Abstract Multiple sclerosis (MS) is an inflammatory disease of the central nervous system initiated by autoreactive CD4+ T cells of a T-helper (Th)1 and Th17 phenotype. Identifying novel factors that control Th differentiation will lead to a better understanding of MS pathogenesis and the development of new therapeutic strategies. MicroRNAs (miRs) are small non-coding RNAs that negatively regulate post-transcriptional gene expression. Dicer-deficient CD4+ T cells that lack miRs produce more of the Th1-associated cytokine IFN-γ; however, the specific miR(s) responsible for controlling Th1 programming have not been defined. Using in silico target prediction algorithms, we identified miR-29 as a factor that could potentially regulate multiple genes in the Th1 pathway. We confirmed that miR-29 directly targets T-bet and IFN-γ, and gain- and loss-of-function experiments demonstrated the ability of miR-29 to modulate Th1 polarization. Importantly, we found that naïve CD4+ T cells from MS patients express lower basal levels of miR-29 than controls.
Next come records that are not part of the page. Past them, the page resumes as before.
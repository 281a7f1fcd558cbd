//! The listening endpoint: an HTTP/1.1 proxy that dispatches CONNECT to
//! the `TunnelEngine` and everything else to the `ForwardEngine`. Grounded
//! on the teacher's `gateway.rs` accept-loop idiom (`JoinSet` of
//! per-connection tasks, drain-aware accept `select!`).

use std::convert::Infallible;
use std::net::SocketAddr;
use std::sync::Arc;

use bytes::Bytes;
use http::{Request, Response, StatusCode};
use http_body_util::Full;
use hyper::body::Incoming;
use hyper::service::service_fn;
use hyper_util::rt::TokioIo;
use rotaproxy_core::drain::DrainWatcher;
use tokio::net::TcpListener;
use tokio::task::JoinSet;
use tracing::{error, info, warn};

use crate::forward::ForwardEngine;
use crate::tunnel::TunnelEngine;

pub struct ProxyServer {
	listen_addr: SocketAddr,
	forward: Arc<ForwardEngine>,
	tunnel: Arc<TunnelEngine>,
}

impl ProxyServer {
	pub fn new(listen_addr: SocketAddr, forward: Arc<ForwardEngine>, tunnel: Arc<TunnelEngine>) -> Self {
		ProxyServer {
			listen_addr,
			forward,
			tunnel,
		}
	}

	/// Binds the listener and serves connections until `watcher` signals a
	/// drain. New connections stop being accepted immediately; in-flight
	/// connections are left to finish on their own.
	pub async fn serve(&self, mut watcher: DrainWatcher) -> std::io::Result<()> {
		let listener = TcpListener::bind(self.listen_addr).await?;
		info!(addr = %self.listen_addr, "listening");

		let mut connections = JoinSet::new();
		loop {
			tokio::select! {
				accepted = listener.accept() => {
					let (stream, peer) = match accepted {
						Ok(pair) => pair,
						Err(e) => {
							warn!(error = %e, "accept failed");
							continue;
						},
					};
					let forward = self.forward.clone();
					let tunnel = self.tunnel.clone();
					connections.spawn(async move {
						if let Err(e) = serve_connection(stream, forward, tunnel).await {
							warn!(%peer, error = %e, "connection ended with error");
						}
					});
				}
				_ = watcher.signaled() => {
					info!("accept loop stopping");
					break;
				}
				Some(_) = connections.join_next(), if !connections.is_empty() => {}
			}
		}
		Ok(())
	}
}

async fn serve_connection(
	stream: tokio::net::TcpStream,
	forward: Arc<ForwardEngine>,
	tunnel: Arc<TunnelEngine>,
) -> Result<(), Box<dyn std::error::Error + Send + Sync>> {
	let io = TokioIo::new(stream);
	let service = service_fn(move |req| {
		let forward = forward.clone();
		let tunnel = tunnel.clone();
		async move { handle(req, forward, tunnel).await }
	});
	hyper::server::conn::http1::Builder::new()
		.serve_connection(io, service)
		.with_upgrades()
		.await?;
	Ok(())
}

async fn handle(
	req: Request<Incoming>,
	forward: Arc<ForwardEngine>,
	tunnel: Arc<TunnelEngine>,
) -> Result<Response<Full<Bytes>>, Infallible> {
	if req.method() == http::Method::CONNECT {
		return Ok(handle_connect(req, tunnel).await);
	}

	let (parts, body) = req.into_parts();
	match forward.forward(parts.method, parts.uri, parts.headers, body).await {
		Ok(resp) => {
			let mut builder = Response::builder().status(resp.status);
			if let Some(headers) = builder.headers_mut() {
				*headers = resp.headers;
			}
			Ok(builder.body(Full::new(resp.body)).unwrap_or_else(|_| error_response(StatusCode::INTERNAL_SERVER_ERROR)))
		},
		Err(e) => {
			warn!(error = %e, "forward failed");
			Ok(error_response_with_body(e.status_code(), e.to_string()))
		},
	}
}

async fn handle_connect(req: Request<Incoming>, tunnel: Arc<TunnelEngine>) -> Response<Full<Bytes>> {
	let target = req.uri().to_string();
	match tunnel.connect_upstream(&target).await {
		Ok(upstream) => {
			tokio::spawn(async move {
				match hyper::upgrade::on(req).await {
					Ok(upgraded) => {
						crate::tunnel::TunnelEngine::relay(TokioIo::new(upgraded), upstream).await;
					},
					Err(e) => error!(error = %e, "CONNECT upgrade failed after upstream handshake"),
				}
			});
			// Reason phrase can't be customized via the `http` crate's
			// builder; clients key off the status code, not the phrase.
			Response::builder()
				.status(StatusCode::OK)
				.body(Full::new(Bytes::new()))
				.unwrap_or_else(|_| error_response(StatusCode::INTERNAL_SERVER_ERROR))
		},
		Err(e) => {
			warn!(error = %e, target, "CONNECT to upstream failed");
			error_response(e.status_code())
		},
	}
}

fn error_response(status: StatusCode) -> Response<Full<Bytes>> {
	Response::builder()
		.status(status)
		.body(Full::new(Bytes::new()))
		.expect("static error response builds")
}

/// Like `error_response`, but with a body — e.g. the literal
/// `"no upstream available"` text an empty pool sends downstream.
fn error_response_with_body(status: StatusCode, body: String) -> Response<Full<Bytes>> {
	Response::builder()
		.status(status)
		.body(Full::new(Bytes::from(body)))
		.unwrap_or_else(|_| error_response(status))
}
We further established an inverse relationship between basal expression of miR-29 and expression of T-bet/IFN-γ following activation of MS patient T cells. These results identify miR-29 as a novel regulator of Th1 differentiation and function, and implicate low miR-29 as an MS susceptibility factor. Restoring miR-29 may therefore be a powerful therapeutic modality in MS and other Th1-driven autoimmune diseases.